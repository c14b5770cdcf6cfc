//! Local YAML mirror of the shared settings
//!
//! A flat mapping of setting name to value, rewritten in full on every
//! change. Writes go to a sibling temporary file that is then renamed over
//! the mirror, so a crash never leaves a truncated file behind.

use serde_json::Value;
use std::collections::BTreeMap;
use std::io::ErrorKind;
use std::path::{Path, PathBuf};
use std::sync::Arc;
use tokio::sync::Mutex;

use super::SettingsError;

#[derive(Debug, Clone)]
pub struct LocalMirror {
    path: PathBuf,
    // Serializes read-modify-write cycles within this process.
    lock: Arc<Mutex<()>>,
}

impl LocalMirror {
    pub fn new(path: impl Into<PathBuf>) -> Self {
        Self {
            path: path.into(),
            lock: Arc::new(Mutex::new(())),
        }
    }

    pub fn path(&self) -> &Path {
        &self.path
    }

    /// Contents of the mirror; empty when the file does not exist yet
    pub async fn load(&self) -> Result<BTreeMap<String, Value>, SettingsError> {
        let _guard = self.lock.lock().await;
        self.read().await
    }

    /// Set (or with `None`, remove) one key
    pub async fn store(&self, key: &str, value: Option<&Value>) -> Result<(), SettingsError> {
        let _guard = self.lock.lock().await;
        let mut contents = self.read().await?;
        match value {
            Some(v) => contents.insert(key.to_string(), v.clone()),
            None => contents.remove(key),
        };
        self.write(&contents).await
    }

    async fn read(&self) -> Result<BTreeMap<String, Value>, SettingsError> {
        let raw = match tokio::fs::read_to_string(&self.path).await {
            Ok(raw) => raw,
            Err(e) if e.kind() == ErrorKind::NotFound => return Ok(BTreeMap::new()),
            Err(e) => return Err(SettingsError::Io(format!("{}: {e}", self.path.display()))),
        };
        if raw.trim().is_empty() {
            return Ok(BTreeMap::new());
        }
        serde_yaml::from_str(&raw).map_err(|e| {
            SettingsError::Serialization(format!("{}: {e}", self.path.display()))
        })
    }

    async fn write(&self, contents: &BTreeMap<String, Value>) -> Result<(), SettingsError> {
        let yaml = serde_yaml::to_string(contents)
            .map_err(|e| SettingsError::Serialization(e.to_string()))?;
        if let Some(parent) = self.path.parent() {
            tokio::fs::create_dir_all(parent)
                .await
                .map_err(|e| SettingsError::Io(format!("{}: {e}", parent.display())))?;
        }
        let tmp = self.path.with_extension("yaml.tmp");
        tokio::fs::write(&tmp, yaml)
            .await
            .map_err(|e| SettingsError::Io(format!("{}: {e}", tmp.display())))?;
        tokio::fs::rename(&tmp, &self.path)
            .await
            .map_err(|e| SettingsError::Io(format!("{}: {e}", self.path.display())))
    }
}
________________________________________
▸ Brief:
From the first line to the last, return the material exactly.

▸ Answer to the problem:
repository c14b5770cdcf6cfc
//! Local YAML mirror of the shared settings
//!
//! A flat mapping of setting name to value, rewritten in full on every
//! change. Writes go to a sibling temporary file that is then renamed over
//! the mirror, so a crash never leaves a truncated file behind.

use serde_json::Value;
use std::collections::BTreeMap;
use std::io::ErrorKind;
use std::path::{Path, PathBuf};
use std::sync::Arc;
use tokio::sync::Mutex;

use super::SettingsError;

#[derive(Debug, Clone)]
pub struct LocalMirror {
    path: PathBuf,
    // Serializes read-modify-write cycles within this process.
    lock: Arc<Mutex<()>>,
}

impl LocalMirror {
    pub fn new(path: impl Into<PathBuf>) -> Self {
        Self {
            path: path.into(),
            lock: Arc::new(Mutex::new(())),
        }
    }

    pub fn path(&self) -> &Path {
        &self.path
    }

    /// Contents of the mirror; empty when the file does not exist yet
    pub async fn load(&self) -> Result<BTreeMap<String, Value>, SettingsError> {
        let _guard = self.lock.lock().await;
        self.read().await
    }

    /// Set (or with `None`, remove) one key
    pub async fn store(&self, key: &str, value: Option<&Value>) -> Result<(), SettingsError> {
        let _guard = self.lock.lock().await;
        let mut contents = self.read().await?;
        match value {
            Some(v) => contents.insert(key.to_string(), v.clone()),
            None => contents.remove(key),
        };
        self.write(&contents).await
    }

    async fn read(&self) -> Result<BTreeMap<String, Value>, SettingsError> {
        let raw = match tokio::fs::read_to_string(&self.path).await {
            Ok(raw) => raw,
            Err(e) if e.kind() == ErrorKind::NotFound => return Ok(BTreeMap::new()),
            Err(e) => return Err(SettingsError::Io(format!("{}: {e}", self.path.display()))),
        };
        if raw.trim().is_empty() {
            return Ok(BTreeMap::new());
        }
        serde_yaml::from_str(&raw).map_err(|e| {
            SettingsError::Serialization(format!("{}: {e}", self.path.display()))
        })
    }

    async fn write(&self, contents: &BTreeMap<String, Value>) -> Result<(), SettingsError> {
        let yaml = serde_yaml::to_string(contents)
            .map_err(|e| SettingsError::Serialization(e.to_string()))?;
        if let Some(parent) = self.path.parent() {
            tokio::fs::create_dir_all(parent)
                .await
                .map_err(|e| SettingsError::Io(format!("{}: {e}", parent.display())))?;
        }
        let tmp = self.path.with_extension("yaml.tmp");
        tokio::fs::write(&tmp, yaml)
            .await
            .map_err(|e| SettingsError::Io(format!("{}: {e}", tmp.display())))?;
        tokio::fs::rename(&tmp, &self.path)
            .await
            .map_err(|e| SettingsError::Io(format!("{}: {e}", self.path.display())))
    }
}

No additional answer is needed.